> What you have to do: Set every record down again, identical to the original.

> Data to examine:
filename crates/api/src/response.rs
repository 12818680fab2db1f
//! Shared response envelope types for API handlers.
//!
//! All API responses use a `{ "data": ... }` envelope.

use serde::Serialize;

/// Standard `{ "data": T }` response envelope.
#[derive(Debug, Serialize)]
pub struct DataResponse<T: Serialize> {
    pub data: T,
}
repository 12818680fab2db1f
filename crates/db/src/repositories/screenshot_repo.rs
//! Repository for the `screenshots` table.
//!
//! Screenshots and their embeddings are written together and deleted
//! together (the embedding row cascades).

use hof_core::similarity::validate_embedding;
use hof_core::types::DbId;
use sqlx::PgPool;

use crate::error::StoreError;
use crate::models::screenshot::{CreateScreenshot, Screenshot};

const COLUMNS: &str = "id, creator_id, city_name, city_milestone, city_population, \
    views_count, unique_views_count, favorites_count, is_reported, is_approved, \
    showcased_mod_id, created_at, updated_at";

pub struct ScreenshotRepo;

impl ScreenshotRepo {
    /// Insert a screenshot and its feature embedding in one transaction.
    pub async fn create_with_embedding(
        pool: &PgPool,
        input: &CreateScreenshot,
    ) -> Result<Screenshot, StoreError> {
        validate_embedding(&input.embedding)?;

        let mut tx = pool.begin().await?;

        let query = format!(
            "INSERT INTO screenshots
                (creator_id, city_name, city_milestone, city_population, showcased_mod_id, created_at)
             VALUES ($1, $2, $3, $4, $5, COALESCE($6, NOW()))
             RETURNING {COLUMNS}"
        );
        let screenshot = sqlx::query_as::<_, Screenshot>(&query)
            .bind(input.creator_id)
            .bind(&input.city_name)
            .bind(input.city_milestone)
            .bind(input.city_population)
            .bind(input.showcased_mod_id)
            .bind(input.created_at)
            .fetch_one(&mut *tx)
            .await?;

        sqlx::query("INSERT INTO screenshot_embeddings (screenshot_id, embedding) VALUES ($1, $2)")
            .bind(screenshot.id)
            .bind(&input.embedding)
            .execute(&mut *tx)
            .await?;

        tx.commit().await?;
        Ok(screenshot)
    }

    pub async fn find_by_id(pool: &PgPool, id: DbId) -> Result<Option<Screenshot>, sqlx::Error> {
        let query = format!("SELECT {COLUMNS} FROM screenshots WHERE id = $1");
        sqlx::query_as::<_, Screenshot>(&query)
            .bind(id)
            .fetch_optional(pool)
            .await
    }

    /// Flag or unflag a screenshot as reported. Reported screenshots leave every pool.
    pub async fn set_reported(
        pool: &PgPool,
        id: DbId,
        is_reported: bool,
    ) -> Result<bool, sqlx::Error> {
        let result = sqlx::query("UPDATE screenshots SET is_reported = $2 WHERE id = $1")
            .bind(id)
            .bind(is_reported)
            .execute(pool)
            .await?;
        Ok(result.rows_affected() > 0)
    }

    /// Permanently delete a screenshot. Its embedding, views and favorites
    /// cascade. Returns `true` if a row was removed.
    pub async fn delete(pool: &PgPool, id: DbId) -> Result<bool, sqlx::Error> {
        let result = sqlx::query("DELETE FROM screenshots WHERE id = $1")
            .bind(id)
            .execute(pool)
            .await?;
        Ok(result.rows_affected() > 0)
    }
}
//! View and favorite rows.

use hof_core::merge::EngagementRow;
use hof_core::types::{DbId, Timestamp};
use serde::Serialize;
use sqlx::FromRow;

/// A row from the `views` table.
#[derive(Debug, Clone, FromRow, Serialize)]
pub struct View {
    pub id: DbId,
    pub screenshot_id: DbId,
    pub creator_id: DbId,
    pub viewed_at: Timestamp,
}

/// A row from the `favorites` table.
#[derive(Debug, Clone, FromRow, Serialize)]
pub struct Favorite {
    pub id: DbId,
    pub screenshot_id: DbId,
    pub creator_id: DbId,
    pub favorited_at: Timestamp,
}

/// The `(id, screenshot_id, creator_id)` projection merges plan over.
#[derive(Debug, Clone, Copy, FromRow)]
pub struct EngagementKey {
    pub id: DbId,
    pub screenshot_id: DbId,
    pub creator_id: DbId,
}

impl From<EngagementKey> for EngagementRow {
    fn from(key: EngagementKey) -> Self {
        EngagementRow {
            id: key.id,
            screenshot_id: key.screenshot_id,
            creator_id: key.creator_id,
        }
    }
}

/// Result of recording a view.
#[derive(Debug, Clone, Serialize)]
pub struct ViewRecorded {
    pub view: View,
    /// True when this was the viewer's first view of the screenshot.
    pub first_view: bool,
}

> Written answer:
filename crates/api/src/response.rs
repository 12818680fab2db1f
//! Shared response envelope types for API handlers.
//!
//! All API responses use a `{ "data": ... }` envelope.

use serde::Serialize;

/// Standard `{ "data": T }` response envelope.
#[derive(Debug, Serialize)]
pub struct DataResponse<T: Serialize> {
    pub data: T,
}
repository 12818680fab2db1f
filename crates/db/src/repositories/screenshot_repo.rs
//! Repository for the `screenshots` table.
//!
//! Screenshots and their embeddings are written together and deleted
//! together (the embedding row cascades).

use hof_core::similarity::validate_embedding;
use hof_core::types::DbId;
use sqlx::PgPool;

use crate::error::StoreError;
use crate::models::screenshot::{CreateScreenshot, Screenshot};

const COLUMNS: &str = "id, creator_id, city_name, city_milestone, city_population, \
    views_count, unique_views_count, favorites_count, is_reported, is_approved, \
    showcased_mod_id, created_at, updated_at";

pub struct ScreenshotRepo;

impl ScreenshotRepo {
    /// Insert a screenshot and its feature embedding in one transaction.
    pub async fn create_with_embedding(
        pool: &PgPool,
        input: &CreateScreenshot,
    ) -> Result<Screenshot, StoreError> {
        validate_embedding(&input.embedding)?;

        let mut tx = pool.begin().await?;

        let query = format!(
            "INSERT INTO screenshots
                (creator_id, city_name, city_milestone, city_population, showcased_mod_id, created_at)
             VALUES ($1, $2, $3, $4, $5, COALESCE($6, NOW()))
             RETURNING {COLUMNS}"
        );
        let screenshot = sqlx::query_as::<_, Screenshot>(&query)
            .bind(input.creator_id)
            .bind(&input.city_name)
            .bind(input.city_milestone)
            .bind(input.city_population)
            .bind(input.showcased_mod_id)
            .bind(input.created_at)
            .fetch_one(&mut *tx)
            .await?;

        sqlx::query("INSERT INTO screenshot_embeddings (screenshot_id, embedding) VALUES ($1, $2)")
            .bind(screenshot.id)
            .bind(&input.embedding)
            .execute(&mut *tx)
            .await?;

        tx.commit().await?;
        Ok(screenshot)
    }

    pub async fn find_by_id(pool: &PgPool, id: DbId) -> Result<Option<Screenshot>, sqlx::Error> {
        let query = format!("SELECT {COLUMNS} FROM screenshots WHERE id = $1");
        sqlx::query_as::<_, Screenshot>(&query)
            .bind(id)
            .fetch_optional(pool)
            .await
    }

    /// Flag or unflag a screenshot as reported. Reported screenshots leave every pool.
    pub async fn set_reported(
        pool: &PgPool,
        id: DbId,
        is_reported: bool,
    ) -> Result<bool, sqlx::Error> {
        let result = sqlx::query("UPDATE screenshots SET is_reported = $2 WHERE id = $1")
            .bind(id)
            .bind(is_reported)
            .execute(pool)
            .await?;
        Ok(result.rows_affected() > 0)
    }

    /// Permanently delete a screenshot. Its embedding, views and favorites
    /// cascade. Returns `true` if a row was removed.
    pub async fn delete(pool: &PgPool, id: DbId) -> Result<bool, sqlx::Error> {
        let result = sqlx::query("DELETE FROM screenshots WHERE id = $1")
            .bind(id)
            .execute(pool)
            .await?;
        Ok(result.rows_affected() > 0)
    }
}
//! View and favorite rows.

use hof_core::merge::EngagementRow;
use hof_core::types::{DbId, Timestamp};
use serde::Serialize;
use sqlx::FromRow;

/// A row from the `views` table.
#[derive(Debug, Clone, FromRow, Serialize)]
pub struct View {
    pub id: DbId,
    pub screenshot_id: DbId,
    pub creator_id: DbId,
    pub viewed_at: Timestamp,
}

/// A row from the `favorites` table.
#[derive(Debug, Clone, FromRow, Serialize)]
pub struct Favorite {
    pub id: DbId,
    pub screenshot_id: DbId,
    pub creator_id: DbId,
    pub favorited_at: Timestamp,
}

/// The `(id, screenshot_id, creator_id)` projection merges plan over.
#[derive(Debug, Clone, Copy, FromRow)]
pub struct EngagementKey {
    pub id: DbId,
    pub screenshot_id: DbId,
    pub creator_id: DbId,
}

impl From<EngagementKey> for EngagementRow {
    fn from(key: EngagementKey) -> Self {
        EngagementRow {
            id: key.id,
            screenshot_id: key.screenshot_id,
            creator_id: key.creator_id,
        }
    }
}

/// Result of recording a view.
#[derive(Debug, Clone, Serialize)]
pub struct ViewRecorded {
    pub view: View,
    /// True when this was the viewer's first view of the screenshot.
    pub first_view: bool,
}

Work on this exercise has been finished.